### Dataset entries
- - - -
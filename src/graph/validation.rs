//! Load-time checks for blessing content
//!
//! The engine assumes every reference resolves and the prerequisite graph is
//! acyclic. Content that breaks either is rejected here, before a session
//! ever sees it.

use ahash::{AHashMap, AHashSet};
use std::collections::VecDeque;

use crate::core::error::{BuildError, Result};
use crate::core::types::SigilId;
use crate::graph::definition::{BlessingDefinition, PowerDef, SigilDef};

/// Validate every cross reference in a blessing definition
pub fn validate_definition<S: SigilDef, P: PowerDef>(def: &BlessingDefinition<S, P>) -> Result<()> {
    let blessing = def.id.as_str();

    let mut sigil_ids = AHashSet::new();
    for sigil in &def.sigils {
        if !sigil_ids.insert(sigil.id()) {
            return Err(BuildError::invalid_blessing(
                blessing,
                format!("duplicate sigil '{}'", sigil.id()),
            ));
        }
    }

    let mut category_ids = AHashSet::new();
    for category in &def.categories {
        if !category_ids.insert(&category.id) {
            return Err(BuildError::invalid_blessing(
                blessing,
                format!("duplicate category '{}'", category.id),
            ));
        }
        let mut power_ids = AHashSet::new();
        for power in &category.powers {
            if !power_ids.insert(power.id()) {
                return Err(BuildError::invalid_blessing(
                    blessing,
                    format!("duplicate power '{}' in '{}'", power.id(), category.id),
                ));
            }
            if let Some(missing) = power.requires().iter().find(|s| !sigil_ids.contains(s)) {
                return Err(BuildError::invalid_blessing(
                    blessing,
                    format!("power '{}' requires unknown sigil '{}'", power.id(), missing),
                ));
            }
        }
    }

    for sigil in &def.sigils {
        if let Some(missing) = sigil.prerequisites().iter().find(|p| !sigil_ids.contains(p)) {
            return Err(BuildError::invalid_blessing(
                blessing,
                format!("sigil '{}' has unknown prerequisite '{}'", sigil.id(), missing),
            ));
        }
        let mut benefited = AHashSet::new();
        if let Some(benefit) = sigil.benefits().iter().find(|b| !benefited.insert(&b.category)) {
            return Err(BuildError::invalid_blessing(
                blessing,
                format!(
                    "sigil '{}' lists category '{}' more than once",
                    sigil.id(),
                    benefit.category
                ),
            ));
        }
        if let Some(benefit) = sigil
            .benefits()
            .iter()
            .find(|b| !category_ids.contains(&b.category))
        {
            return Err(BuildError::invalid_blessing(
                blessing,
                format!(
                    "sigil '{}' benefits unknown category '{}'",
                    sigil.id(),
                    benefit.category
                ),
            ));
        }
    }

    let mut boosted = AHashSet::new();
    for boost in &def.boosts {
        if !category_ids.contains(&boost.category) {
            return Err(BuildError::invalid_blessing(
                blessing,
                format!("boost targets unknown category '{}'", boost.category),
            ));
        }
        if !boosted.insert(&boost.category) {
            return Err(BuildError::invalid_blessing(
                blessing,
                format!("category '{}' has more than one boost", boost.category),
            ));
        }
        if let Some(field) = boost.clears.iter().find(|f| def.auxiliary(f).is_none()) {
            return Err(BuildError::invalid_blessing(
                blessing,
                format!("boost on '{}' clears unknown field '{}'", boost.category, field),
            ));
        }
    }

    let mut fields = AHashSet::new();
    for aux in &def.auxiliaries {
        if !fields.insert(&aux.field) {
            return Err(BuildError::invalid_blessing(
                blessing,
                format!("duplicate auxiliary field '{}'", aux.field),
            ));
        }
        let owner_known = def
            .category(&aux.category)
            .is_some_and(|c| c.power(&aux.owner).is_some());
        if !owner_known {
            return Err(BuildError::invalid_blessing(
                blessing,
                format!(
                    "auxiliary '{}' owned by unknown power '{}/{}'",
                    aux.field, aux.category, aux.owner
                ),
            ));
        }
    }

    topological_order(def)?;
    Ok(())
}

/// Order sigils so every prerequisite precedes its dependents (Kahn's algorithm)
///
/// Returns the offending sigils if the graph has a cycle. Ties keep
/// definition order.
pub fn topological_order<S: SigilDef, P>(def: &BlessingDefinition<S, P>) -> Result<Vec<SigilId>> {
    let index: AHashMap<&SigilId, usize> = def
        .sigils
        .iter()
        .enumerate()
        .map(|(i, s)| (s.id(), i))
        .collect();

    let mut in_degree = vec![0usize; def.sigils.len()];
    let mut dependents: Vec<Vec<usize>> = vec![Vec::new(); def.sigils.len()];
    for (i, sigil) in def.sigils.iter().enumerate() {
        for prereq in sigil.prerequisites() {
            if let Some(&p) = index.get(prereq) {
                in_degree[i] += 1;
                dependents[p].push(i);
            }
        }
    }

    let mut queue: VecDeque<usize> = (0..def.sigils.len()).filter(|&i| in_degree[i] == 0).collect();
    let mut order = Vec::with_capacity(def.sigils.len());
    while let Some(i) = queue.pop_front() {
        order.push(def.sigils[i].id().clone());
        for &d in &dependents[i] {
            in_degree[d] -= 1;
            if in_degree[d] == 0 {
                queue.push_back(d);
            }
        }
    }

    if order.len() < def.sigils.len() {
        let sigils = (0..def.sigils.len())
            .filter(|&i| in_degree[i] > 0)
            .map(|i| def.sigils[i].id().to_string())
            .collect();
        return Err(BuildError::PrerequisiteCycle {
            blessing: def.id.to_string(),
            sigils,
        });
    }

    Ok(order)
}

#[cfg(test)]
mod tests {
    use super::*;
    use crate::graph::definition::{BlessingDefinition, PowerNode, SigilNode};

    fn parse(content: &str) -> BlessingDefinition<SigilNode, PowerNode> {
        toml::from_str(content).unwrap()
    }

    #[test]
    fn test_valid_definition_passes() {
        let def = parse(
            r#"
id = "test"
name = "Test"

[[sigils]]
id = "a"
name = "A"
resource = "kaarn"
benefits = [{ category = "c", amount = 1 }]

[[sigils]]
id = "b"
name = "B"
prerequisites = ["a"]

[[categories]]
id = "c"
name = "C"
powers = [{ id = "p", name = "P", requires = ["b"] }]
"#,
        );
        assert!(validate_definition(&def).is_ok());
        let order = topological_order(&def).unwrap();
        assert_eq!(order, vec![SigilId::from("a"), SigilId::from("b")]);
    }

    #[test]
    fn test_cycle_detected() {
        let def = parse(
            r#"
id = "loop"
name = "Loop"

[[sigils]]
id = "root"
name = "Root"

[[sigils]]
id = "x"
name = "X"
prerequisites = ["y"]

[[sigils]]
id = "y"
name = "Y"
prerequisites = ["x"]
"#,
        );
        match validate_definition(&def) {
            Err(BuildError::PrerequisiteCycle { sigils, .. }) => {
                assert_eq!(sigils, vec!["x".to_string(), "y".to_string()]);
            }
            other => panic!("expected cycle, got {:?}", other),
        }
    }

    #[test]
    fn test_unknown_prerequisite_rejected() {
        let def = parse(
            r#"
id = "dangling"
name = "Dangling"

[[sigils]]
id = "a"
name = "A"
prerequisites = ["ghost"]
"#,
        );
        let err = validate_definition(&def).unwrap_err();
        assert!(err.to_string().contains("ghost"));
    }

    #[test]
    fn test_unknown_benefit_category_rejected() {
        let def = parse(
            r#"
id = "orphan"
name = "Orphan"

[[sigils]]
id = "a"
name = "A"
benefits = [{ category = "nowhere", amount = 2 }]
"#,
        );
        assert!(matches!(
            validate_definition(&def),
            Err(BuildError::InvalidBlessing { .. })
        ));
    }

    #[test]
    fn test_repeated_benefit_category_rejected() {
        let def = parse(
            r#"
id = "echo"
name = "Echo"

[[sigils]]
id = "spark"
name = "Spark"
benefit_rule = "choose_two"
benefits = [
    { category = "a", amount = 1 },
    { category = "a", amount = 1 },
    { category = "b", amount = 1 },
]

[[categories]]
id = "a"
name = "A"
powers = [{ id = "pa", name = "PA" }]

[[categories]]
id = "b"
name = "B"
powers = [{ id = "pb", name = "PB" }]
"#,
        );
        let err = validate_definition(&def).unwrap_err();
        assert!(matches!(err, BuildError::InvalidBlessing { .. }));
        assert!(err.to_string().contains("more than once"));
    }

    #[test]
    fn test_boost_clearing_unknown_field_rejected() {
        let def = parse(
            r#"
id = "boosty"
name = "Boosty"

[[categories]]
id = "c"
name = "C"

[[boosts]]
category = "c"
resource = "kaarn"
bonus = 1
clears = ["companion"]
"#,
        );
        let err = validate_definition(&def).unwrap_err();
        assert!(err.to_string().contains("companion"));
    }
}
- - - -
Whenever a line in the records above contains the string "SigilId", copy that line.

use crate::core::types::SigilId;
pub fn topological_order<S: SigilDef, P>(def: &BlessingDefinition<S, P>) -> Result<Vec<SigilId>> {
    let index: AHashMap<&SigilId, usize> = def
        assert_eq!(order, vec![SigilId::from("a"), SigilId::from("b")]);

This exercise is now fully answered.